Para nadie es un secreto a estas alturas que, en Venezuela, emigrar es un verbo de uso común. En estos momentos, no hay una sola familia venezolana que no tenga a uno de sus miembros –o incluso a muchos- viviendo en otro país.

Y esto, que hace unos años era una novedad, pasó a ser un hecho cotidiano. Dejamos de ser el país receptor de quienes buscaban una nueva tierra de oportunidades, porque en sus naciones no se las brindaban, por los motivos que fueran.

Ahora, son los nuestros quienes traspasan las fronteras en busca de un futuro, de estabilidad, de seguridad, de progreso y de educación para ellos y para los suyos. Los espantan el desencanto, la incertidumbre por el futuro, la falta de proyectos individuales y como colectividad, la precariedad del presente y la ausencia de porvenir.

De acuerdo con la Agencia de las Naciones Unidas para Refugiados, los compatriotas que se han ido ya superan los 6 millones. Y, a medida que la estrechez económica del país aprieta, las condiciones en las cuales se van son más precarias, más inhumanas. Más tristes.

Nuestros primeros emigrantes se fueron en avión con ahorros, con una moneda que era más favorable al ser cambiada a divisas extranjeras. Los de hoy se van a pie, por trochas, tras vender sus efectos personales e incluso sus automóviles y viviendas por precios que se convierten prácticamente en nada al comprar otras monedas.

Los venezolanos que han salido recientemente en las condiciones más adversas, se han unido incluso a otras naciones centroamericanas que emigran y lo hacen a pie hasta Estados Unidos, sometidos a los peligros de un territorio selvático inhóspito y de delincuentes que acechan en el camino. Se ven obligados a pagarles a los tristemente célebres coyotes. Una industria de la miseria que engorda con el saqueo de los desventurados que están dispuestos a lo que sea por llegar a la nación norteña, con lo cual hacen verdaderas fortunas.

Cuando escribíamos estas líneas, la televisora mexicana TV Azteca reseñaba la pernocta de 2.000 compatriotas en el terminal de autobuses de Monterrey, México, ante la imposibilidad de hacerlo en otros lugares. Incluso la televisora estadounidense Telemundo reseñó el fallecimiento de una venezolana que iba en esta caravana, padeciendo un complicado cuadro de salud.
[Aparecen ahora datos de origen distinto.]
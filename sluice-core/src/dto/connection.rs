//! Connection DTOs

use chrono::{DateTime, Utc};
use serde::{Deserialize, Serialize};
use serde_json::Value;
use uuid::Uuid;

use crate::domain::connection::{Connection, ConnectionStatus, ConnectionType};

/// Request to register a connection
///
/// `config` is plaintext here and is encrypted before it is stored.
#[derive(Debug, Clone, Serialize, Deserialize)]
#[serde(rename_all = "camelCase")]
pub struct CreateConnection {
    pub name: String,
    #[serde(rename = "type")]
    pub connection_type: ConnectionType,
    pub config: Value,
}

/// Connection as returned by list endpoints (config never included)
#[derive(Debug, Clone, Serialize, Deserialize)]
#[serde(rename_all = "camelCase")]
pub struct ConnectionSummary {
    pub id: Uuid,
    pub name: String,
    #[serde(rename = "type")]
    pub connection_type: ConnectionType,
    pub status: ConnectionStatus,
    pub last_tested_at: Option<DateTime<Utc>>,
    pub last_test_status: Option<String>,
}

impl From<Connection> for ConnectionSummary {
    fn from(connection: Connection) -> Self {
        Self {
            id: connection.id,
            name: connection.name,
            connection_type: connection.connection_type,
            status: connection.status,
            last_tested_at: connection.last_tested_at,
            last_test_status: connection.last_test_status,
        }
    }
}

/// Outcome of a connectivity check
#[derive(Debug, Clone, PartialEq, Eq, Serialize, Deserialize)]
pub struct ConnectionTestResult {
    pub success: bool,
    pub message: String,
}

impl ConnectionTestResult {
    pub fn ok(message: impl Into<String>) -> Self {
        Self {
            success: true,
            message: message.into(),
        }
    }

    pub fn failed(message: impl Into<String>) -> Self {
        Self {
            success: false,
            message: message.into(),
        }
    }

    /// Value stored in `last_test_status`
    pub fn status_label(&self) -> &'static str {
        if self.success { "success" } else { "failed" }
    }
}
Duele e indigna ver cómo tantos de los nuestros dan su talento y su fuerza de trabajo a otras naciones, cuando deberían estar haciéndolo aquí. Los jóvenes que dimos al mundo se gradúan y se incorporan a mercados laborales lejanos, mientras este país se va quedando rezagado en la urgente actualización intelectual y tecnológica.

Los venezolanos emprenden en cualquier rincón e inyectan prosperidad a cualquier idea, tienen una capacidad de adaptación ejemplar; mientras en esta tierra que los extraña retrocedemos a niveles nunca antes vividos, cuando nos comparamos con el resto del mundo.

Y ellos, aún los que se logran hacer de un futuro y de una seguridad, extrañan lo que dejaron atrás, los afectos a quienes no pueden abrazar, los padres que fallecen antes de que puedan venir a despedirse, los abuelos y tíos separados por océanos.

Incluso, hay quienes hoy lo hacen para poder enviar dinero a sus familiares que se quedan en el país, porque con lo que se produce aquí adentro no es posible vivir.

Como muestra, un botón: 10% de inflación que sumamos en el pasado mes de mayo. Para comer de manera medianamente decente se necesitan 382 dólares en un hogar. Son 14 salarios mínimos para cubrir la canasta alimentaria. Venezuela no se arregló.

La recuperación de la economía se mide con un aumento orgánico y sólido del salario, con que el venezolano pueda comprar la canasta básica, tener servicios públicos, un sistema de salud, educación de calidad.

Debemos ver un retroceso en la inflación, reaparición del crédito, mayor producción de bienes y servicios, entre otros signos, para poder afirmar que el país realmente se arregló.

Necesitamos además apertura de escuelas, hospitales, autopistas. Que podamos tener servicios como luz, internet, agua, gas y transporte que sean realmente confiables. Que abran industrias, empresas, fábricas. Esa será la única solución para que regresen nuestros familiares.

Para que vengan los abrazos y los reencuentros, las reunificaciones y el volver a tener a toda la familia bajo un mismo techo. Las navidades y los cumpleaños juntos. Las tradiciones y el ver crecer a las nuevas generaciones.

Cuando todo eso sea posible –porque lo será, no tengan duda– veremos también a los que regresen aportando al país. Con su capital, con su conocimiento, con su esfuerzo. Venezuela tiene que volver a abrirse a ese gran activo humano que es nuestro por derecho, y que no ha hecho sino crecer en la distancia. Esa es una de las grandes esperanzas para nuestro futuro.